Anyone have any experience with a saddle such as this on a '74 D-50? I'm at work but I think that the original saddle is thinner than this saddles .128" width.

Ipa53,
All of my Wesetrly-made Dreads from the 70s-90s have had 3/32" saddles. 0.128 is 1/8" (4/32), so that one wouldn't likely fit your older D-50 (I think the Tacoma-built D-50s do have 1/8" saddles) w/o modifying the slot.

I think this one would fit your D-50, tho' it may not give you as much room for compensating:
http://www.graphtech.com/products.html?ProductID=194&CurrencyID=2
I have used the "Martin style" uncompensated 3/32" Tusqs in a couple of my dreads... still have one in my G-37... w/o having to enlarge the saddle slot. But have been slowly having them changed over to compensated bone (as compensated as you can get in 3/32") by my local luthier.

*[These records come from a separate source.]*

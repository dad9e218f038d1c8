//! Image preprocessor: turns raw RGBA into the indexed raster and palette
//! the band encoder consumes.
//!
//! Quantization runs through quantette's Wu pipeline with Floyd-Steinberg
//! dithering. Decoding image files and resampling pixels are left to the
//! caller; [`fit_within`] computes the bounded dimensions for them.

use quantette::{
    deps::palette::Srgb, dither::FloydSteinberg, ImageRef, PaletteSize, Pipeline, QuantizeMethod,
};

use crate::raster::{IndexedRaster, PaletteEntry};
use crate::{Result, SixelError};

/// Quantize raw RGBA data down to at most `color_count` colors.
///
/// `color_count` is clamped to [2, 256]. Alpha is ignored; flatten the image
/// first if transparency matters. A flat single-color image may quantize to
/// fewer colors than requested.
pub fn quantize_rgba(
    rgba: &[u8],
    width: usize,
    height: usize,
    color_count: u16,
) -> Result<(Vec<PaletteEntry>, IndexedRaster)> {
    // Convert RGBA to Srgb<u8> for quantization (quantette uses palette crate types)
    let rgb_pixels: Vec<Srgb<u8>> = rgba
        .chunks_exact(4)
        .map(|c| Srgb::new(c[0], c[1], c[2]))
        .collect();

    let max_colors = color_count.clamp(2, 256) as u8;
    let palette_size = PaletteSize::try_from(max_colors).unwrap_or(PaletteSize::MAX);

    let image = ImageRef::new(width as u32, height as u32, &rgb_pixels)
        .map_err(|e| SixelError::Quantization(e.to_string()))?;

    // Wu's method gives consistent quality; dithering hides the banding
    let indexed = Pipeline::new()
        .palette_size(palette_size)
        .quantize_method(QuantizeMethod::Wu)
        .ditherer(FloydSteinberg::new())
        .input_image(image)
        .output_srgb8_indexed_image();

    let palette: Vec<PaletteEntry> = indexed
        .palette()
        .iter()
        .enumerate()
        .map(|(i, c)| PaletteEntry::new(i as u16, c.red, c.green, c.blue))
        .collect();

    let raster = IndexedRaster::new(width, height, indexed.indices().to_vec())?;
    Ok((palette, raster))
}

/// Aspect-preserving fit of `width x height` into `max_width x max_height`.
///
/// Dimensions already inside the bounds come back unchanged; this never
/// upscales and never returns a zero dimension.
pub fn fit_within(width: u32, height: u32, max_width: u32, max_height: u32) -> (u32, u32) {
    if width <= max_width && height <= max_height {
        return (width, height);
    }
    let scale = f64::min(
        max_width as f64 / width as f64,
        max_height as f64 / height as f64,
    );
    let w = ((width as f64 * scale).round() as u32).clamp(1, max_width);
    let h = ((height as f64 * scale).round() as u32).clamp(1, max_height);
    (w, h)
}
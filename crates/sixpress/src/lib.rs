//! # sixpress
//!
//! A pure Rust SIXEL encoder for quantized, indexed-color rasters.
//!
//! The heart of the crate is the band encoder: the image is cut into
//! horizontal strips of 6 rows, each strip emits one color plane per palette
//! color it uses, and each plane packs 6 vertical pixels per column into a
//! single printable character. Optional run-length compression shrinks the
//! stream without changing what the terminal renders.
//!
//! ## Quick Start
//!
//! ### Encoding an image to SIXEL
//!
//! ```ignore
//! use sixpress::{sixel_encode, EncodeOptions};
//!
//! // RGBA image data (4 bytes per pixel)
//! let rgba = vec![255u8, 0, 0, 255, 0, 255, 0, 255]; // 2 red and green pixels
//! let sixel = sixel_encode(&rgba, 2, 1, &EncodeOptions::default())?;
//! print!("{}", sixel);
//! ```
//!
//! ### Encoding an already-quantized raster
//!
//! ```ignore
//! use sixpress::{encode_indexed, EncodeOptions, IndexedRaster, PaletteEntry};
//!
//! let palette = vec![PaletteEntry::new(0, 255, 255, 255)];
//! let raster = IndexedRaster::new(1, 6, vec![0; 6])?;
//! let sixel = encode_indexed(&raster, &palette, &EncodeOptions::default())?;
//! print!("{}", sixel);
//! ```

use thiserror::Error;

pub mod encoder;
pub mod preprocess;
pub mod raster;

pub use encoder::{encode_indexed, sixel_encode, sixel_encode_default, EncodeOptions};
pub use preprocess::{fit_within, quantize_rgba};
pub use raster::{validate_palette, IndexedRaster, PaletteEntry};

/// Errors that can occur during SIXEL encoding.
#[derive(Debug, Error)]
pub enum SixelError {
    /// Raster width or height is zero
    #[error("empty raster: {width}x{height}")]
    EmptyRaster { width: usize, height: usize },

    /// Buffer size doesn't match expected size for dimensions
    #[error("buffer size mismatch: expected {expected} bytes, got {actual}")]
    BufferSizeMismatch { expected: usize, actual: usize },

    /// Palette shape violates the SIXEL color-register model
    #[error("invalid palette: {0}")]
    PaletteOverflow(String),

    /// A pixel references a palette entry that doesn't exist
    #[error("pixel ({x},{y}) references palette index {index}, palette has {palette_len} entries")]
    PixelIndexOutOfRange {
        x: usize,
        y: usize,
        index: u8,
        palette_len: usize,
    },

    /// Color quantization failed
    #[error("quantization error: {0}")]
    Quantization(String),
}

/// Result type for SIXEL operations.
pub type Result<T> = core::result::Result<T, SixelError>;

/// SIXEL terminals expose at most 256 color registers.
pub(crate) const SIXEL_PALETTE_MAX: usize = 256;
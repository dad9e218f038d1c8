//! SIXEL band encoder.
//!
//! The raster is cut into bands of 6 rows. Within a band, every palette
//! color that appears gets one plane: a `#<register>` selector followed by
//! one data character per column, where the character's low 6 bits are the
//! column's pixels belonging to that color (`63 + bits`, `'?'..'~'`). A `$`
//! rewinds to the band start so the next plane overprints the same rows; the
//! band's last plane advances to the next band with `-` instead. The final
//! plane of the whole stream carries neither, since nothing follows it.

use crate::preprocess;
use crate::raster::{validate_palette, IndexedRaster, PaletteEntry};
use crate::{Result, SixelError};

/// Data characters are `63 + bits`; 63 (`'?'`) is the blank character.
const SIXEL_CHAR_OFFSET: u8 = 63;

/// Rows per band; one data character covers this many vertical pixels.
const BAND_HEIGHT: usize = 6;

/// Options for the SIXEL encoder.
#[derive(Clone, Debug)]
pub struct EncodeOptions {
    /// Maximum number of colors in the palette (2-256).
    /// Fewer colors = smaller SIXEL output but less accurate colors.
    pub color_count: u16,

    /// Compress runs of 4 or more identical data characters into
    /// `!<len><ch>`. Off by default; the terminal renders the same image
    /// either way.
    pub run_length_encoding: bool,
}

impl Default for EncodeOptions {
    fn default() -> Self {
        Self {
            color_count: 256,
            run_length_encoding: false,
        }
    }
}

/// Encode RGBA image data into a SIXEL string.
///
/// Quantizes the image down to `opts.color_count` colors, then encodes the
/// resulting indexed raster with [`encode_indexed`]. Alpha is ignored;
/// flatten the image first if transparency matters.
///
/// # Arguments
/// * `rgba` - Raw RGBA pixel data (4 bytes per pixel: R, G, B, A)
/// * `width` - Image width in pixels
/// * `height` - Image height in pixels
/// * `opts` - Encoding options
///
/// # Example
/// ```ignore
/// use sixpress::{sixel_encode, EncodeOptions};
///
/// let rgba = vec![255u8, 0, 0, 255, 0, 255, 0, 255]; // 2 pixels: red, green
/// let sixel = sixel_encode(&rgba, 2, 1, &EncodeOptions::default())?;
/// println!("{}", sixel);
/// ```
#[must_use = "this returns the encoded SIXEL string"]
pub fn sixel_encode(
    rgba: &[u8],
    width: usize,
    height: usize,
    opts: &EncodeOptions,
) -> Result<String> {
    if width == 0 || height == 0 {
        return Err(SixelError::EmptyRaster { width, height });
    }
    let expected = width * height * 4;
    if rgba.len() != expected {
        return Err(SixelError::BufferSizeMismatch {
            expected,
            actual: rgba.len(),
        });
    }

    let (palette, raster) = preprocess::quantize_rgba(rgba, width, height, opts.color_count)?;
    encode_indexed(&raster, &palette, opts)
}

/// Encode RGBA with default options.
#[inline]
#[must_use = "this returns the encoded SIXEL string"]
pub fn sixel_encode_default(rgba: &[u8], width: usize, height: usize) -> Result<String> {
    sixel_encode(rgba, width, height, &EncodeOptions::default())
}

/// Encode an already-quantized raster into a SIXEL string.
///
/// This is the core of the crate; [`sixel_encode`] is a convenience wrapper
/// that quantizes first. Palette and raster are validated up front, so a
/// contract violation never produces partial output.
#[must_use = "this returns the encoded SIXEL string"]
pub fn encode_indexed(
    raster: &IndexedRaster,
    palette: &[PaletteEntry],
    opts: &EncodeOptions,
) -> Result<String> {
    validate_palette(palette)?;
    raster.check_indices(palette.len())?;

    let mut out = String::new();

    // DCS introducer with default aspect/background parameters: ESC P q
    out.push_str("\x1bPq");

    // Define every color register up front, in register order
    for entry in palette {
        out.push('#');
        push_decimal(&mut out, entry.index as usize);
        out.push(';');
        push_color(&mut out, entry);
    }

    let bands = raster.height().div_ceil(BAND_HEIGHT);
    let mut planes = BandPlanes::new(palette.len(), raster.width());

    for band in 0..bands {
        planes.fill(raster, band * BAND_HEIGHT);

        let used: Vec<usize> = (0..palette.len()).filter(|&i| planes.has_pixel(i)).collect();
        if used.is_empty() {
            // A blank strip still advances, or the next band would overprint it
            out.push('-');
            continue;
        }

        for (k, &index) in used.iter().enumerate() {
            out.push('#');
            push_decimal(&mut out, index);
            compress_row(&mut out, planes.row(index), opts.run_length_encoding);
            out.push(if k + 1 == used.len() { '-' } else { '$' });
        }
    }

    // No line follows the last plane, so it carries no cursor control
    if out.ends_with(['-', '$']) {
        out.pop();
    }

    // String terminator: ESC \
    out.push_str("\x1b\\");

    Ok(out)
}

/// Per-band scratch: one row of data characters per palette index, plus a
/// flag marking which colors appear in the band.
///
/// Buffers are allocated once for the whole encode, sized to the palette,
/// and reset between bands. `'?'` carries zero bits, so untouched columns
/// need no write.
struct BandPlanes {
    rows: Vec<Vec<u8>>,
    has_pixel: Vec<bool>,
}

impl BandPlanes {
    fn new(palette_len: usize, width: usize) -> Self {
        Self {
            rows: vec![vec![b'?'; width]; palette_len],
            has_pixel: vec![false; palette_len],
        }
    }

    #[inline]
    fn has_pixel(&self, index: usize) -> bool {
        self.has_pixel[index]
    }

    #[inline]
    fn row(&self, index: usize) -> &[u8] {
        &self.rows[index]
    }

    /// Scans the 6 raster rows starting at `y0` and rebuilds every plane.
    ///
    /// Rows past the raster height contribute no bits: the final band of an
    /// image whose height is not a multiple of 6 is padded with blanks, not
    /// with color 0.
    fn fill(&mut self, raster: &IndexedRaster, y0: usize) {
        for (row, dirty) in self.rows.iter_mut().zip(self.has_pixel.iter_mut()) {
            if *dirty {
                row.fill(b'?');
                *dirty = false;
            }
        }

        let y_end = usize::min(y0 + BAND_HEIGHT, raster.height());
        for x in 0..raster.width() {
            // At most 6 distinct colors can touch one column of a band
            let mut touched = [(0usize, 0u8); BAND_HEIGHT];
            let mut n = 0;
            for (bit, y) in (y0..y_end).enumerate() {
                let index = raster.pixel_index(x, y) as usize;
                match touched[..n].iter_mut().find(|(i, _)| *i == index) {
                    Some((_, bits)) => *bits |= 1 << bit,
                    None => {
                        touched[n] = (index, 1 << bit);
                        n += 1;
                    }
                }
            }
            for &(index, bits) in &touched[..n] {
                self.rows[index][x] = SIXEL_CHAR_OFFSET + (bits & 0x3F);
                self.has_pixel[index] = true;
            }
        }
    }
}

/// Append one plane's data characters, optionally run-length encoded.
///
/// Runs of 1-3 are cheaper written out literally; runs of 4 or more become
/// `!<len><ch>`. With `enabled == false` the row is copied verbatim.
fn compress_row(out: &mut String, row: &[u8], enabled: bool) {
    if !enabled {
        out.extend(row.iter().map(|&ch| ch as char));
        return;
    }

    let mut x = 0;
    while x < row.len() {
        let ch = row[x];
        let mut run = 1;
        while x + run < row.len() && row[x + run] == ch {
            run += 1;
        }
        if run >= 4 {
            out.push('!');
            push_decimal(out, run);
            out.push(ch as char);
        } else {
            for _ in 0..run {
                out.push(ch as char);
            }
        }
        x += run;
    }
}

/// Append one color definition, `2;R;G;B`, channels scaled to 0-100.
fn push_color(out: &mut String, entry: &PaletteEntry) {
    out.push('2');
    for c in [entry.r, entry.g, entry.b] {
        out.push(';');
        push_decimal(out, color_component(c) as usize);
    }
}

/// Maps one 8-bit channel onto the SIXEL 0-100 percentage scale, rounding to
/// nearest. No 8-bit input lands exactly on a half step, so nearest is
/// unambiguous.
#[inline]
fn color_component(c: u8) -> u8 {
    ((c as u32 * 200 + 255) / 510) as u8
}

/// Fast number to string without the formatting machinery.
#[inline]
fn push_decimal(out: &mut String, mut n: usize) {
    if n == 0 {
        out.push('0');
        return;
    }

    let mut buf = [0u8; 20];
    let mut i = buf.len();

    while n > 0 {
        i -= 1;
        buf[i] = b'0' + (n % 10) as u8;
        n /= 10;
    }

    for &digit in &buf[i..] {
        out.push(digit as char);
    }
}

#[cfg(test)]
mod tests {
    use super::*;

    #[test]
    fn test_color_component_scale() {
        assert_eq!(color_component(0), 0);
        assert_eq!(color_component(255), 100);
        assert_eq!(color_component(1), 0); // 0.392 rounds down
        assert_eq!(color_component(2), 1); // 0.784 rounds up
        assert_eq!(color_component(127), 50); // 49.8
        assert_eq!(color_component(128), 50); // 50.196
        assert_eq!(color_component(129), 51); // 50.588
    }

    #[test]
    fn test_data_character_range() {
        assert_eq!(SIXEL_CHAR_OFFSET, b'?');
        assert_eq!(SIXEL_CHAR_OFFSET + 0x3F, b'~');
    }

    #[test]
    fn test_compress_row_runs() {
        let mut out = String::new();
        compress_row(&mut out, b"????AAAA????", true);
        assert_eq!(out, "!4?!4A!4?");

        let mut out = String::new();
        compress_row(&mut out, b"AAA??", true);
        assert_eq!(out, "AAA??"); // short runs stay literal

        let mut out = String::new();
        compress_row(&mut out, b"????AAAA????", false);
        assert_eq!(out, "????AAAA????");
    }

    #[test]
    fn test_push_decimal() {
        let mut out = String::new();
        push_decimal(&mut out, 0);
        push_decimal(&mut out, 7);
        push_decimal(&mut out, 40);
        push_decimal(&mut out, 65535);
        assert_eq!(out, "074065535");
    }

    #[test]
    fn test_encode_simple() {
        let rgba = vec![255u8, 0, 0, 255]; // 1x1 red pixel
        let result = sixel_encode(&rgba, 1, 1, &EncodeOptions::default());
        assert!(result.is_ok());
        let sixel = result.unwrap();
        assert!(sixel.starts_with("\x1bPq"));
        assert!(sixel.ends_with("\x1b\\"));
    }

    #[test]
    fn test_invalid_dimensions() {
        let rgba = vec![0u8; 16];

        assert!(sixel_encode(&rgba, 0, 4, &EncodeOptions::default()).is_err());
        assert!(sixel_encode(&rgba, 4, 0, &EncodeOptions::default()).is_err());
        assert!(sixel_encode(&rgba, 10, 10, &EncodeOptions::default()).is_err());
    }
}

I looked at my D-50 tonight and agree with you. The GT person must've been thinking of the new models as my old saddle is thin. My local shop said they can try to file mine a bit to see if we can improve it a bit and I'll probably go that route for now. It's really just the B that bothers me and it's not all that bad as it is. I've just got a picky ear.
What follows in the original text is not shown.